> [Data excerpts]

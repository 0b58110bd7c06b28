use crate::core::currency::CurrencyCode;
use crate::core::member::{GroupId, MemberId};
use crate::core::record::{ExpenseRecord, SettlementRecord};
use chrono::{DateTime, Utc};
use serde::{Deserialize, Serialize};
use std::collections::{BTreeSet, HashMap, HashSet};
use thiserror::Error;
use uuid::Uuid;

/// Errors arising from ledger mutations.
#[derive(Debug, Error)]
pub enum LedgerError {
    #[error("record {0} is not part of the live history")]
    UnknownRecord(Uuid),
}

/// One entry in a group's append-only history.
///
/// Edits and deletions are themselves entries: an edit appends a
/// replacement record pointing back at the version it supersedes, and a
/// deletion appends a retraction naming its target. Entries are never
/// mutated or removed, which is what makes replay deterministic.
#[derive(Debug, Clone, Serialize, Deserialize)]
#[serde(tag = "kind", rename_all = "snake_case")]
pub enum LedgerEntry {
    Expense(ExpenseRecord),
    Settlement(SettlementRecord),
    Retraction {
        id: Uuid,
        target: Uuid,
        recorded_at: DateTime<Utc>,
    },
}

/// A consistent point-in-time view of one group's live history.
///
/// Contains only surviving records: versions that were superseded by an
/// edit or named by a retraction are filtered out. The `sequence` number
/// identifies the exact ledger state the snapshot was taken at; any later
/// append produces a snapshot with a higher sequence.
#[derive(Debug, Clone, Serialize, Deserialize)]
pub struct LedgerSnapshot {
    pub group: GroupId,
    pub sequence: u64,
    pub base_currency: CurrencyCode,
    pub members: Vec<MemberId>,
    pub expenses: Vec<ExpenseRecord>,
    pub settlements: Vec<SettlementRecord>,
}

impl LedgerSnapshot {
    /// Number of live records in this snapshot.
    pub fn record_count(&self) -> usize {
        self.expenses.len() + self.settlements.len()
    }
}

/// The append-only expense and settlement history of one group.
///
/// Every append bumps a monotonically increasing sequence number, so a
/// snapshot taken at sequence `s` can always be told apart from one taken
/// after further changes.
#[derive(Debug, Clone)]
pub struct GroupLedger {
    group: GroupId,
    base_currency: CurrencyCode,
    members: BTreeSet<MemberId>,
    entries: Vec<LedgerEntry>,
    sequence: u64,
}

impl GroupLedger {
    pub fn new(group: GroupId, base_currency: CurrencyCode) -> Self {
        Self {
            group,
            base_currency,
            members: BTreeSet::new(),
            entries: Vec::new(),
            sequence: 0,
        }
    }

    pub fn group(&self) -> &GroupId {
        &self.group
    }

    pub fn base_currency(&self) -> &CurrencyCode {
        &self.base_currency
    }

    /// Current ledger sequence number. Starts at zero and bumps on every
    /// roster change, append, edit and retraction.
    pub fn sequence(&self) -> u64 {
        self.sequence
    }

    /// Add a member to the roster.
    pub fn add_member(&mut self, member: MemberId) {
        if self.members.insert(member) {
            self.sequence += 1;
        }
    }

    /// Append an expense record. Returns its id.
    pub fn record_expense(&mut self, record: ExpenseRecord) -> Uuid {
        assert_eq!(record.group(), &self.group, "record belongs to another group");
        let id = record.id();
        self.entries.push(LedgerEntry::Expense(record));
        self.sequence += 1;
        id
    }

    /// Append a settlement record. Returns its id.
    pub fn record_settlement(&mut self, record: SettlementRecord) -> Uuid {
        assert_eq!(record.group(), &self.group, "record belongs to another group");
        let id = record.id();
        self.entries.push(LedgerEntry::Settlement(record));
        self.sequence += 1;
        id
    }

    /// Replace a live expense with a corrected version.
    ///
    /// The old version stays in the entry log but drops out of every
    /// snapshot taken from here on; recomputing then yields the same
    /// result as if the replacement had been the only version ever
    /// recorded.
    pub fn amend_expense(
        &mut self,
        old: Uuid,
        replacement: ExpenseRecord,
    ) -> Result<Uuid, LedgerError> {
        if !self.is_live(old) {
            return Err(LedgerError::UnknownRecord(old));
        }
        Ok(self.record_expense(replacement.with_replaces(old)))
    }

    /// Retract a live record (expense or settlement) via a tombstone entry.
    pub fn retract(&mut self, target: Uuid) -> Result<Uuid, LedgerError> {
        if !self.is_live(target) {
            return Err(LedgerError::UnknownRecord(target));
        }
        let id = Uuid::new_v4();
        self.entries.push(LedgerEntry::Retraction {
            id,
            target,
            recorded_at: Utc::now(),
        });
        self.sequence += 1;
        Ok(id)
    }

    /// Whether a record id is present and not superseded or retracted.
    pub fn is_live(&self, id: Uuid) -> bool {
        let dead = self.dead_ids();
        self.entries.iter().any(|entry| match entry {
            LedgerEntry::Expense(e) => e.id() == id && !dead.contains(&id),
            LedgerEntry::Settlement(s) => s.id() == id && !dead.contains(&id),
            LedgerEntry::Retraction { .. } => false,
        })
    }

    /// Take a consistent snapshot of the live history at the current
    /// sequence number.
    pub fn snapshot(&self) -> LedgerSnapshot {
        let dead = self.dead_ids();
        let mut expenses = Vec::new();
        let mut settlements = Vec::new();
        for entry in &self.entries {
            match entry {
                LedgerEntry::Expense(e) if !dead.contains(&e.id()) => expenses.push(e.clone()),
                LedgerEntry::Settlement(s) if !dead.contains(&s.id()) => {
                    settlements.push(s.clone())
                }
                _ => {}
            }
        }
        LedgerSnapshot {
            group: self.group.clone(),
            sequence: self.sequence,
            base_currency: self.base_currency.clone(),
            members: self.members.iter().cloned().collect(),
            expenses,
            settlements,
        }
    }

    /// Ids knocked out of the live history by an edit or retraction.
    fn dead_ids(&self) -> HashSet<Uuid> {
        let mut dead = HashSet::new();
        for entry in &self.entries {
            match entry {
                LedgerEntry::Expense(e) => {
                    if let Some(old) = e.replaces() {
                        dead.insert(old);
                    }
                }
                LedgerEntry::Settlement(s) => {
                    if let Some(old) = s.replaces() {
                        dead.insert(old);
                    }
                }
                LedgerEntry::Retraction { target, .. } => {
                    dead.insert(*target);
                }
            }
        }
        dead
    }
}

/// Supplies snapshot-consistent group histories to the query layer.
///
/// Implemented by whatever owns persistence; [`LedgerStore`] is the
/// in-memory reference implementation used by the CLI and tests.
pub trait SnapshotSource {
    /// A consistent snapshot of the group's live history, or `None` for an
    /// unknown group.
    fn snapshot(&self, group: &GroupId) -> Option<LedgerSnapshot>;

    /// The group's current ledger sequence number, or `None` for an
    /// unknown group.
    fn head(&self, group: &GroupId) -> Option<u64>;
}

/// In-memory multi-group ledger store.
#[derive(Debug, Default)]
pub struct LedgerStore {
    groups: HashMap<GroupId, GroupLedger>,
}

impl LedgerStore {
    pub fn new() -> Self {
        Self::default()
    }

    /// Create a group and return a mutable handle to its ledger.
    pub fn create_group(
        &mut self,
        group: GroupId,
        base_currency: CurrencyCode,
    ) -> &mut GroupLedger {
        self.groups
            .entry(group.clone())
            .or_insert_with(|| GroupLedger::new(group, base_currency))
    }

    pub fn group(&self, group: &GroupId) -> Option<&GroupLedger> {
        self.groups.get(group)
    }

    pub fn group_mut(&mut self, group: &GroupId) -> Option<&mut GroupLedger> {
        self.groups.get_mut(group)
    }
}

impl SnapshotSource for LedgerStore {
    fn snapshot(&self, group: &GroupId) -> Option<LedgerSnapshot> {
        self.groups.get(group).map(GroupLedger::snapshot)
    }

    fn head(&self, group: &GroupId) -> Option<u64> {
        self.groups.get(group).map(GroupLedger::sequence)
    }
}
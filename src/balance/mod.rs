//! The pairwise net balance matrix and the fold that builds it from
//! resolved history.

pub mod accumulator;
pub mod matrix;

> [TASK TO CARRY OUT] From the records above, pull out each line that has "SettlementRecord".

> [ANSWER BELOW]
use crate::core::record::{ExpenseRecord, SettlementRecord};
    Settlement(SettlementRecord),
    pub settlements: Vec<SettlementRecord>,
    pub fn record_settlement(&mut self, record: SettlementRecord) -> Uuid {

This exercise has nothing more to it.